An older toddler may wonder, “Where is Grandma now?” Respond (at a moment when you’re not too distraught yourself to talk about it) by explaining that her body is in a box called a coffin in a safe place, a cemetery. If you have religious or philosophical ideas about death you want to pass along, you can add those, too. But keep them as simple as you can, and make sure they won’t frighten or mislead your child. Before you offer any explanations, you’ll need to consider that young children are extremely literal and can misconstrue almost anything. If you say that “Grandma is in heaven,” your child may ask, “Can we go and visit?” Make it clear that only dead people can go there and that they can’t come back. Even if you believe it, don’t say that a person who died was taken by God because God loved him or her so much; the child may then fear that God will take you or another favorite person, too.
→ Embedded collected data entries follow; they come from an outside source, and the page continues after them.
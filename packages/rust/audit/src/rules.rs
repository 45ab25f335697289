//! Layering rules applied to one pass's findings for one artifact.

use std::collections::HashMap;
use std::sync::LazyLock;

use regex::Regex;
use specweaver_shared::{Layer, LayerConfig, Violation, ViolationKind};

use crate::{Artifact, Findings, ImportRef};

static PASCAL_CASE_RE: LazyLock<Regex> =
    LazyLock::new(|| Regex::new(r"^[A-Z][A-Za-z0-9]*$").expect("valid regex"));

/// A layer unit an import points at.
#[derive(Debug, Clone, PartialEq, Eq)]
pub struct Reference {
    pub layer: Layer,
    /// Module stem or class name of the referenced unit, when the import names one.
    pub unit: Option<String>,
}

/// Maps known unit names (file stems and class names) to their layer.
#[derive(Debug, Default)]
pub struct UnitIndex {
    units: HashMap<String, Layer>,
}

impl UnitIndex {
    pub fn insert(&mut self, name: impl Into<String>, layer: Layer) {
        self.units.insert(name.into(), layer);
    }

    pub fn layer_of(&self, name: &str) -> Option<Layer> {
        self.units.get(name).copied()
    }
}

/// Layers an import reaches.
///
/// A module path through a layer directory (`views.cart_view`,
/// `..controllers`) resolves by directory; otherwise the imported names are
/// looked up in the unit index.
pub fn resolve(import: &ImportRef, layers: &LayerConfig, index: &UnitIndex) -> Vec<Reference> {
    let parts: Vec<&str> = import
        .module
        .trim_start_matches('.')
        .split('.')
        .filter(|p| !p.is_empty())
        .collect();

    if let Some(pos) = parts.iter().position(|p| layers.layer_for_dir(p).is_some()) {
        let Some(layer) = layers.layer_for_dir(parts[pos]) else {
            return Vec::new();
        };
        return match parts.get(pos + 1) {
            Some(stem) => vec![Reference {
                layer,
                unit: Some((*stem).to_string()),
            }],
            None if import.names.is_empty() => vec![Reference { layer, unit: None }],
            None => import
                .names
                .iter()
                .map(|name| Reference {
                    layer,
                    unit: Some(name.clone()),
                })
                .collect(),
        };
    }

    let mut candidates: Vec<&str> = import.names.iter().map(String::as_str).collect();
    if let Some(last) = parts.last() {
        candidates.push(*last);
    }
    candidates
        .into_iter()
        .filter_map(|name| {
            index.layer_of(name).map(|layer| Reference {
                layer,
                unit: Some(name.to_string()),
            })
        })
        .collect()
}

/// Violations of one artifact according to one pass.
pub fn evaluate(
    artifact: &Artifact,
    findings: &Findings,
    layers: &LayerConfig,
    index: &UnitIndex,
) -> Vec<Violation> {
    let mut violations = Vec::new();

    if let Some(line) = findings.syntax_error {
        violations.push(Violation::new(
            ViolationKind::SyntaxViolation,
            &artifact.relative,
            Some(line),
            "file does not parse as Python",
        ));
    }

    for class in &findings.classes {
        if !PASCAL_CASE_RE.is_match(&class.name) {
            violations.push(Violation::new(
                ViolationKind::NamingConvention,
                &artifact.relative,
                Some(class.line),
                format!("class `{}` should be PascalCase", class.name),
            ));
        }
    }

    for import in &findings.imports {
        for reference in resolve(import, layers, index) {
            if let Some(kind) = classify(artifact, findings, &reference) {
                violations.push(Violation::new(
                    kind,
                    &artifact.relative,
                    Some(import.line),
                    message(kind, artifact.layer, &reference, import),
                ));
            }
        }
    }
    violations
}

fn classify(artifact: &Artifact, findings: &Findings, reference: &Reference) -> Option<ViolationKind> {
    match (artifact.layer, reference.layer) {
        (Layer::Data, Layer::Presentation | Layer::Coordination) => {
            Some(ViolationKind::DataLayerDependency)
        }
        (Layer::Presentation, Layer::Data) => Some(ViolationKind::PresentationBypass),
        (Layer::Coordination, Layer::Coordination) if !is_self(artifact, findings, reference) => {
            Some(ViolationKind::CoordinationCoupling)
        }
        _ => None,
    }
}

fn is_self(artifact: &Artifact, findings: &Findings, reference: &Reference) -> bool {
    match &reference.unit {
        Some(unit) => {
            *unit == artifact.stem || findings.classes.iter().any(|c| c.name == *unit)
        }
        None => false,
    }
}

fn message(kind: ViolationKind, from: Layer, reference: &Reference, import: &ImportRef) -> String {
    let target = match &reference.unit {
        Some(unit) => format!("{} unit `{unit}`", reference.layer),
        None => format!("{} layer", reference.layer),
    };
    let statement = if import.names.is_empty() {
        format!("import {}", import.module)
    } else {
        format!("from {} import {}", import.module, import.names.join(", "))
    };
    match kind {
        ViolationKind::DataLayerDependency => {
            format!("{from} layer depends on {target} (`{statement}`); data units must not know their callers")
        }
        ViolationKind::PresentationBypass => {
            format!("{from} layer reads {target} directly (`{statement}`); go through a controller")
        }
        _ => format!("{from} unit is coupled to {target} (`{statement}`)"),
    }
}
The most difficult—but probably the most important—aspect of death for young children to grasp is its permanence. When told that Mrs. Smith’s dog died, a child may ask, “When is he going to stop being dead so I can play with him?” Having mastered the concept of object permanence (things are still there even if we can’t see them; Mommy and Daddy go to work but they come back), it’s hard to comprehend that there’s no coming back from death—that the person or the animal that they knew is permanently gone.

Children often have very farfetched notions about death. If your child is verbal, try to find out what he or she is thinking by asking: “What do you think ‘dead’ is?” Then try to dispel any misconceptions. Even if your child can’t verbalize his or her thoughts, reading some books together that deal with death at a level a young child can understand may help.

Young children sometimes blame themselves for what happens in their lives; it’s important for them to know that it isn’t their fault when someone close to them dies.

Don’t discourage your child from talking about the death or the dead person or animal if he or she wants to, but don’t press such conversation, either, if your child doesn’t seem interested. Young children should be allowed to mourn in their own way (which is likely to be very different from the way adults mourn). But swapping memories (“Remember the way Aunt Irene used to bring us oatmeal cookies every time she came to visit?”) can be therapeutic for both child and parent, helping to evoke pleasant memories of the person.